__TRY IT__
Retype every record that appears below, unchanged.

(Data items)

*** Block opens ***

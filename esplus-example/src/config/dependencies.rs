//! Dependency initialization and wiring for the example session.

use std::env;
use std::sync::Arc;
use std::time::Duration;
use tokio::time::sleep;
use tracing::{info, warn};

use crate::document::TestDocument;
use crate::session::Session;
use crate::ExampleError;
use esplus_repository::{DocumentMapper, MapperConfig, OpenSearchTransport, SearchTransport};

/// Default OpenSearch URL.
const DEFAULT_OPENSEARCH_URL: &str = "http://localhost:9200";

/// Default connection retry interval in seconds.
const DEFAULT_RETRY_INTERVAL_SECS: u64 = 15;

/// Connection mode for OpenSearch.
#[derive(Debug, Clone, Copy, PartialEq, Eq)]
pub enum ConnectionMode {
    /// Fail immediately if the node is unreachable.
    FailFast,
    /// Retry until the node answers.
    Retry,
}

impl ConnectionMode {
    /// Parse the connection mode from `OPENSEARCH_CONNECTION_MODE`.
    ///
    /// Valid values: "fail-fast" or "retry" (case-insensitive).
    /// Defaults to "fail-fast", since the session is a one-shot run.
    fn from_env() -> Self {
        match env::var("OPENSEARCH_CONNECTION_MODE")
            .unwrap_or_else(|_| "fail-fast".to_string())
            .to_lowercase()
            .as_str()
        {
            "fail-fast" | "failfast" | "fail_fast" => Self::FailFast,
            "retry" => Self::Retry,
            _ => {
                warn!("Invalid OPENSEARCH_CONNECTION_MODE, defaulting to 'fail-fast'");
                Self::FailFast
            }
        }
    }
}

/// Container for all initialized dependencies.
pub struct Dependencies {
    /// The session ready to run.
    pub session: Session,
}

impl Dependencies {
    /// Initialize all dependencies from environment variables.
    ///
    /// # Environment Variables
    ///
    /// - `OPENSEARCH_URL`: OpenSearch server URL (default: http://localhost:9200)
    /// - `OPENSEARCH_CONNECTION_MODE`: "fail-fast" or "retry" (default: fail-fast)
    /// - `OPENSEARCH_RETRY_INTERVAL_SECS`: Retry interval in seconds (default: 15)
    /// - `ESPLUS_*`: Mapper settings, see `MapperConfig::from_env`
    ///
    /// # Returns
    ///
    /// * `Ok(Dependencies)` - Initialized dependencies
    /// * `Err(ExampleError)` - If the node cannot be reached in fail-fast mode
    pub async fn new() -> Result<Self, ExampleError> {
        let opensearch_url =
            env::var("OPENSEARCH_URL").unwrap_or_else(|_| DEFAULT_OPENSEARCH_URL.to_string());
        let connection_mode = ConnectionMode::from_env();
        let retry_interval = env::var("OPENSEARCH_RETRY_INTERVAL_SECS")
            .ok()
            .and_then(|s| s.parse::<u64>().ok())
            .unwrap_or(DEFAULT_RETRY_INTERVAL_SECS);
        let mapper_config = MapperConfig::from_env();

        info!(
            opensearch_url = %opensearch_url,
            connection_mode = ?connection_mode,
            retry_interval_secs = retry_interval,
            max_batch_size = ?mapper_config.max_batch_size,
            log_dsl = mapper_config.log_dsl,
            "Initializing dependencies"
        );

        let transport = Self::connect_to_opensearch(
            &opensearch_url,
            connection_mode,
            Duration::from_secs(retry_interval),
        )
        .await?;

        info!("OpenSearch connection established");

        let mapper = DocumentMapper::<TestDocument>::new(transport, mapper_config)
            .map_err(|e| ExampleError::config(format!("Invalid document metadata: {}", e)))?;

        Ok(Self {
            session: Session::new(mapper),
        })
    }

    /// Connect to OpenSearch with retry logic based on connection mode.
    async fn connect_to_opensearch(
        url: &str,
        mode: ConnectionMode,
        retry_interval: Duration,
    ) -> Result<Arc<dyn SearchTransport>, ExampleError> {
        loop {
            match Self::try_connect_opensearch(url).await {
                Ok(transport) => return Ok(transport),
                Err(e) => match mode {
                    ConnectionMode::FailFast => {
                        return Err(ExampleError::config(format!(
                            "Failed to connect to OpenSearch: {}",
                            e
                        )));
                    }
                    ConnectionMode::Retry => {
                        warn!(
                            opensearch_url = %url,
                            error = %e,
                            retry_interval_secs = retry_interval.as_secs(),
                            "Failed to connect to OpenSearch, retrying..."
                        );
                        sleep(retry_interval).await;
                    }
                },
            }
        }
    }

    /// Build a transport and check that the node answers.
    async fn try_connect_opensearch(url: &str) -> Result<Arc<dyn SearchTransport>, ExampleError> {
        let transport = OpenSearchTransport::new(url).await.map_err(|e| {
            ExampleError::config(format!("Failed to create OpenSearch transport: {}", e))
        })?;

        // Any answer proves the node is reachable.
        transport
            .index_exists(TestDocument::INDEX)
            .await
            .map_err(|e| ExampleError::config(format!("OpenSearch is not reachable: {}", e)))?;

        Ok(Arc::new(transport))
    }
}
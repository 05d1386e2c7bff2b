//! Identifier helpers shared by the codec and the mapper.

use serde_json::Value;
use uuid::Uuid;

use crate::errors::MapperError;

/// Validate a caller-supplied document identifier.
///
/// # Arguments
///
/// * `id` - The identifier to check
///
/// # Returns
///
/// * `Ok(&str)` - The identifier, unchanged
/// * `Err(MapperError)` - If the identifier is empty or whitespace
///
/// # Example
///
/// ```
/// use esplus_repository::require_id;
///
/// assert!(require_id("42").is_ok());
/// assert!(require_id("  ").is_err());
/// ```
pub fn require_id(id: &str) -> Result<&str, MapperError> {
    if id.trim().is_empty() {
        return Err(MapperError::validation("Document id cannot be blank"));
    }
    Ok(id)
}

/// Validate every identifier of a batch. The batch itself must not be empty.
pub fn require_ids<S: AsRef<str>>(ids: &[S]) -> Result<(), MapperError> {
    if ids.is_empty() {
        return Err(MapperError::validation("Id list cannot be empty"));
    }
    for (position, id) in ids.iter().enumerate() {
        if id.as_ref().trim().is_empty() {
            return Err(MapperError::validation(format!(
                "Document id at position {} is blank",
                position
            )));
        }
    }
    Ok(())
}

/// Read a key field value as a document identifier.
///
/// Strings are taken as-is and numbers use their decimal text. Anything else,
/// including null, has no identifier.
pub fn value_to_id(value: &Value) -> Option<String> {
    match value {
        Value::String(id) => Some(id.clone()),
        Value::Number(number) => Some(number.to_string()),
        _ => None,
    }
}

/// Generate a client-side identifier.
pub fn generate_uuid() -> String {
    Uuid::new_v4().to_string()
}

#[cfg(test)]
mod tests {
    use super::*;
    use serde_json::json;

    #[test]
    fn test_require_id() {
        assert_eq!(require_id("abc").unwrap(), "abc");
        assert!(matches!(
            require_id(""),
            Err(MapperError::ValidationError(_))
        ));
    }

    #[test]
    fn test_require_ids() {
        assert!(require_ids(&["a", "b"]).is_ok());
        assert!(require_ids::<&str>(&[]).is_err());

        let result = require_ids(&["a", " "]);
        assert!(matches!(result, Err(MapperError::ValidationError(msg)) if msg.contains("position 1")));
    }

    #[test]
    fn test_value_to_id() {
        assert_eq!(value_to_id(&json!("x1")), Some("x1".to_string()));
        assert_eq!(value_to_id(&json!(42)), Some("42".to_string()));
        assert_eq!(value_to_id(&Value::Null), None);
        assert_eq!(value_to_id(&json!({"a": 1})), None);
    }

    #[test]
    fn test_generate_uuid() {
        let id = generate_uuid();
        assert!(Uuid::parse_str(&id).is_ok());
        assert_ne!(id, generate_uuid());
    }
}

*** Block closes ***

__TASK ANSWER__
filename esplus-example/src/config/dependencies.rs
//! Dependency initialization and wiring for the example session.

use std::env;
use std::sync::Arc;
use std::time::Duration;
use tokio::time::sleep;
use tracing::{info, warn};

use crate::document::TestDocument;
use crate::session::Session;
use crate::ExampleError;
use esplus_repository::{DocumentMapper, MapperConfig, OpenSearchTransport, SearchTransport};

/// Default OpenSearch URL.
const DEFAULT_OPENSEARCH_URL: &str = "http://localhost:9200";

/// Default connection retry interval in seconds.
const DEFAULT_RETRY_INTERVAL_SECS: u64 = 15;

/// Connection mode for OpenSearch.
#[derive(Debug, Clone, Copy, PartialEq, Eq)]
pub enum ConnectionMode {
    /// Fail immediately if the node is unreachable.
    FailFast,
    /// Retry until the node answers.
    Retry,
}

impl ConnectionMode {
    /// Parse the connection mode from `OPENSEARCH_CONNECTION_MODE`.
    ///
    /// Valid values: "fail-fast" or "retry" (case-insensitive).
    /// Defaults to "fail-fast", since the session is a one-shot run.
    fn from_env() -> Self {
        match env::var("OPENSEARCH_CONNECTION_MODE")
            .unwrap_or_else(|_| "fail-fast".to_string())
            .to_lowercase()
            .as_str()
        {
            "fail-fast" | "failfast" | "fail_fast" => Self::FailFast,
            "retry" => Self::Retry,
            _ => {
                warn!("Invalid OPENSEARCH_CONNECTION_MODE, defaulting to 'fail-fast'");
                Self::FailFast
            }
        }
    }
}

/// Container for all initialized dependencies.
pub struct Dependencies {
    /// The session ready to run.
    pub session: Session,
}

impl Dependencies {
    /// Initialize all dependencies from environment variables.
    ///
    /// # Environment Variables
    ///
    /// - `OPENSEARCH_URL`: OpenSearch server URL (default: http://localhost:9200)
    /// - `OPENSEARCH_CONNECTION_MODE`: "fail-fast" or "retry" (default: fail-fast)
    /// - `OPENSEARCH_RETRY_INTERVAL_SECS`: Retry interval in seconds (default: 15)
    /// - `ESPLUS_*`: Mapper settings, see `MapperConfig::from_env`
    ///
    /// # Returns
    ///
    /// * `Ok(Dependencies)` - Initialized dependencies
    /// * `Err(ExampleError)` - If the node cannot be reached in fail-fast mode
    pub async fn new() -> Result<Self, ExampleError> {
        let opensearch_url =
            env::var("OPENSEARCH_URL").unwrap_or_else(|_| DEFAULT_OPENSEARCH_URL.to_string());
        let connection_mode = ConnectionMode::from_env();
        let retry_interval = env::var("OPENSEARCH_RETRY_INTERVAL_SECS")
            .ok()
            .and_then(|s| s.parse::<u64>().ok())
            .unwrap_or(DEFAULT_RETRY_INTERVAL_SECS);
        let mapper_config = MapperConfig::from_env();

        info!(
            opensearch_url = %opensearch_url,
            connection_mode = ?connection_mode,
            retry_interval_secs = retry_interval,
            max_batch_size = ?mapper_config.max_batch_size,
            log_dsl = mapper_config.log_dsl,
            "Initializing dependencies"
        );

        let transport = Self::connect_to_opensearch(
            &opensearch_url,
            connection_mode,
            Duration::from_secs(retry_interval),
        )
        .await?;

        info!("OpenSearch connection established");

        let mapper = DocumentMapper::<TestDocument>::new(transport, mapper_config)
            .map_err(|e| ExampleError::config(format!("Invalid document metadata: {}", e)))?;

        Ok(Self {
            session: Session::new(mapper),
        })
    }

    /// Connect to OpenSearch with retry logic based on connection mode.
    async fn connect_to_opensearch(
        url: &str,
        mode: ConnectionMode,
        retry_interval: Duration,
    ) -> Result<Arc<dyn SearchTransport>, ExampleError> {
        loop {
            match Self::try_connect_opensearch(url).await {
                Ok(transport) => return Ok(transport),
                Err(e) => match mode {
                    ConnectionMode::FailFast => {
                        return Err(ExampleError::config(format!(
                            "Failed to connect to OpenSearch: {}",
                            e
                        )));
                    }
                    ConnectionMode::Retry => {
                        warn!(
                            opensearch_url = %url,
                            error = %e,
                            retry_interval_secs = retry_interval.as_secs(),
                            "Failed to connect to OpenSearch, retrying..."
                        );
                        sleep(retry_interval).await;
                    }
                },
            }
        }
    }

    /// Build a transport and check that the node answers.
    async fn try_connect_opensearch(url: &str) -> Result<Arc<dyn SearchTransport>, ExampleError> {
        let transport = OpenSearchTransport::new(url).await.map_err(|e| {
            ExampleError::config(format!("Failed to create OpenSearch transport: {}", e))
        })?;

        // Any answer proves the node is reachable.
        transport
            .index_exists(TestDocument::INDEX)
            .await
            .map_err(|e| ExampleError::config(format!("OpenSearch is not reachable: {}", e)))?;

        Ok(Arc::new(transport))
    }
}
repository 05d1386e2c7bff2b
//! Identifier helpers shared by the codec and the mapper.

use serde_json::Value;
use uuid::Uuid;

use crate::errors::MapperError;

/// Validate a caller-supplied document identifier.
///
/// # Arguments
///
/// * `id` - The identifier to check
///
/// # Returns
///
/// * `Ok(&str)` - The identifier, unchanged
/// * `Err(MapperError)` - If the identifier is empty or whitespace
///
/// # Example
///
/// ```
/// use esplus_repository::require_id;
///
/// assert!(require_id("42").is_ok());
/// assert!(require_id("  ").is_err());
/// ```
pub fn require_id(id: &str) -> Result<&str, MapperError> {
    if id.trim().is_empty() {
        return Err(MapperError::validation("Document id cannot be blank"));
    }
    Ok(id)
}

/// Validate every identifier of a batch. The batch itself must not be empty.
pub fn require_ids<S: AsRef<str>>(ids: &[S]) -> Result<(), MapperError> {
    if ids.is_empty() {
        return Err(MapperError::validation("Id list cannot be empty"));
    }
    for (position, id) in ids.iter().enumerate() {
        if id.as_ref().trim().is_empty() {
            return Err(MapperError::validation(format!(
                "Document id at position {} is blank",
                position
            )));
        }
    }
    Ok(())
}

/// Read a key field value as a document identifier.
///
/// Strings are taken as-is and numbers use their decimal text. Anything else,
/// including null, has no identifier.
pub fn value_to_id(value: &Value) -> Option<String> {
    match value {
        Value::String(id) => Some(id.clone()),
        Value::Number(number) => Some(number.to_string()),
        _ => None,
    }
}

/// Generate a client-side identifier.
pub fn generate_uuid() -> String {
    Uuid::new_v4().to_string()
}

#[cfg(test)]
mod tests {
    use super::*;
    use serde_json::json;

    #[test]
    fn test_require_id() {
        assert_eq!(require_id("abc").unwrap(), "abc");
        assert!(matches!(
            require_id(""),
            Err(MapperError::ValidationError(_))
        ));
    }

    #[test]
    fn test_require_ids() {
        assert!(require_ids(&["a", "b"]).is_ok());
        assert!(require_ids::<&str>(&[]).is_err());

        let result = require_ids(&["a", " "]);
        assert!(matches!(result, Err(MapperError::ValidationError(msg)) if msg.contains("position 1")));
    }

    #[test]
    fn test_value_to_id() {
        assert_eq!(value_to_id(&json!("x1")), Some("x1".to_string()));
        assert_eq!(value_to_id(&json!(42)), Some("42".to_string()));
        assert_eq!(value_to_id(&Value::Null), None);
        assert_eq!(value_to_id(&json!({"a": 1})), None);
    }

    #[test]
    fn test_generate_uuid() {
        let id = generate_uuid();
        assert!(Uuid::parse_str(&id).is_ok());
        assert_ne!(id, generate_uuid());
    }
}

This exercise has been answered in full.